• What the task asks: What lines of the listing include the string "right"? Show them all.

*** Material for this exercise ***

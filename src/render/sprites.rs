//! Static scenery: room outlines, furniture and health bars.

use crate::geometry::{Point, Rect};
use crate::world::{Chest, Door, Prop, RoomShape};

use super::frame::{Color, Frame};

pub const SCREEN: Rect = Rect::new(0, 0, 640, 480);

pub const HEALTH_BAR_WIDTH: i32 = 40;
pub const HEALTH_BAR_HEIGHT: i32 = 5;

const WALL: Color = Color::SILVER;
const FLOOR: Color = Color::DARK_BLUE;

pub fn draw_room_shape(frame: &mut Frame, shape: RoomShape) {
    match shape {
        RoomShape::Square => boxed(frame, Rect::new(20, 20, 600, 440)),
        RoomShape::Wide => boxed(frame, Rect::new(20, 120, 600, 240)),
        RoomShape::Tall => boxed(frame, Rect::new(170, 20, 300, 440)),
        RoomShape::Circle => ellipse(frame, Point::new(320, 240), 300, 220),
        RoomShape::Control => {
            let hex = [
                Point::new(170, 20),
                Point::new(470, 20),
                Point::new(620, 240),
                Point::new(470, 460),
                Point::new(170, 460),
                Point::new(20, 240),
            ];
            frame.fill(Rect::new(170, 20, 300, 440), FLOOR);
            frame.polygon(&hex, WALL);
        }
    }
}

fn boxed(frame: &mut Frame, rect: Rect) {
    frame.fill(rect, FLOOR);
    frame.outline(rect, WALL);
}

/// Horizontal strips whose half-width follows the ellipse equation.
fn ellipse(frame: &mut Frame, center: Point, rx: i32, ry: i32) {
    const STRIP: i32 = 10;
    let mut y = -ry;
    while y < ry {
        let mid = f64::from(y + STRIP / 2) / f64::from(ry);
        let half = (f64::from(rx) * (1.0 - mid * mid).max(0.0).sqrt()).round() as i32;
        let strip = Rect::new(center.x - half, center.y + y, half * 2, STRIP);
        frame.fill(strip, FLOOR);
        frame.fill(Rect::new(strip.x, strip.y, 2, STRIP), WALL);
        frame.fill(Rect::new(strip.right() - 2, strip.y, 2, STRIP), WALL);
        y += STRIP;
    }
}

pub fn draw_door(frame: &mut Frame, door: &Door, label: &str) {
    if door.is_locked() {
        frame.fill(door.rect, Color::SIENNA);
        frame.fill(
            Rect::new(door.rect.center().x - 2, door.rect.center().y - 2, 4, 4),
            Color::YELLOW,
        );
    } else {
        frame.fill(door.rect, Color::BLACK);
    }
    frame.outline(door.rect, Color::SIENNA);
    frame.text(Point::new(door.rect.x, door.rect.y - 12), label, Color::WHITE);
}

pub fn draw_chest(frame: &mut Frame, chest: &Chest) {
    let r = chest.rect;
    frame.fill(r, Color::SIENNA);
    frame.outline(r, Color::KHAKI);
    if chest.opened {
        frame.line(Point::new(r.x, r.y), Point::new(r.right(), r.bottom()), Color::BLACK);
        frame.line(Point::new(r.right(), r.y), Point::new(r.x, r.bottom()), Color::BLACK);
    } else {
        frame.text(Point::new(r.x, r.y - 12), "chest", Color::KHAKI);
    }
}

pub fn draw_prop(frame: &mut Frame, prop: &Prop) {
    frame.fill(prop.rect, Color::GRAY);
    frame.outline(prop.rect, WALL);
}

pub fn health_color(hp: i32, max_hp: i32) -> Color {
    let ratio = f64::from(hp.max(0)) / f64::from(max_hp.max(1));
    if ratio >= 0.5 {
        Color::GREEN
    } else if ratio >= 0.25 {
        Color::YELLOW
    } else {
        Color::RED
    }
}

/// 40x5 bar centred over a character standing at `feet`.
pub fn draw_health_bar(frame: &mut Frame, feet: Point, hp: i32, max_hp: i32) {
    let back = Rect::new(
        feet.x - HEALTH_BAR_WIDTH / 2,
        feet.y - 60,
        HEALTH_BAR_WIDTH,
        HEALTH_BAR_HEIGHT,
    );
    let filled = HEALTH_BAR_WIDTH * hp.clamp(0, max_hp) / max_hp.max(1);
    frame.fill(back, Color::GRAY);
    frame.fill(
        Rect::new(back.x, back.y, filled, HEALTH_BAR_HEIGHT),
        health_color(hp, max_hp),
    );
}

*** End of Material for this exercise ***

• Solution for this task:
        frame.fill(Rect::new(strip.right() - 2, strip.y, 2, STRIP), WALL);
        frame.line(Point::new(r.x, r.y), Point::new(r.right(), r.bottom()), Color::BLACK);
        frame.line(Point::new(r.right(), r.y), Point::new(r.x, r.bottom()), Color::BLACK);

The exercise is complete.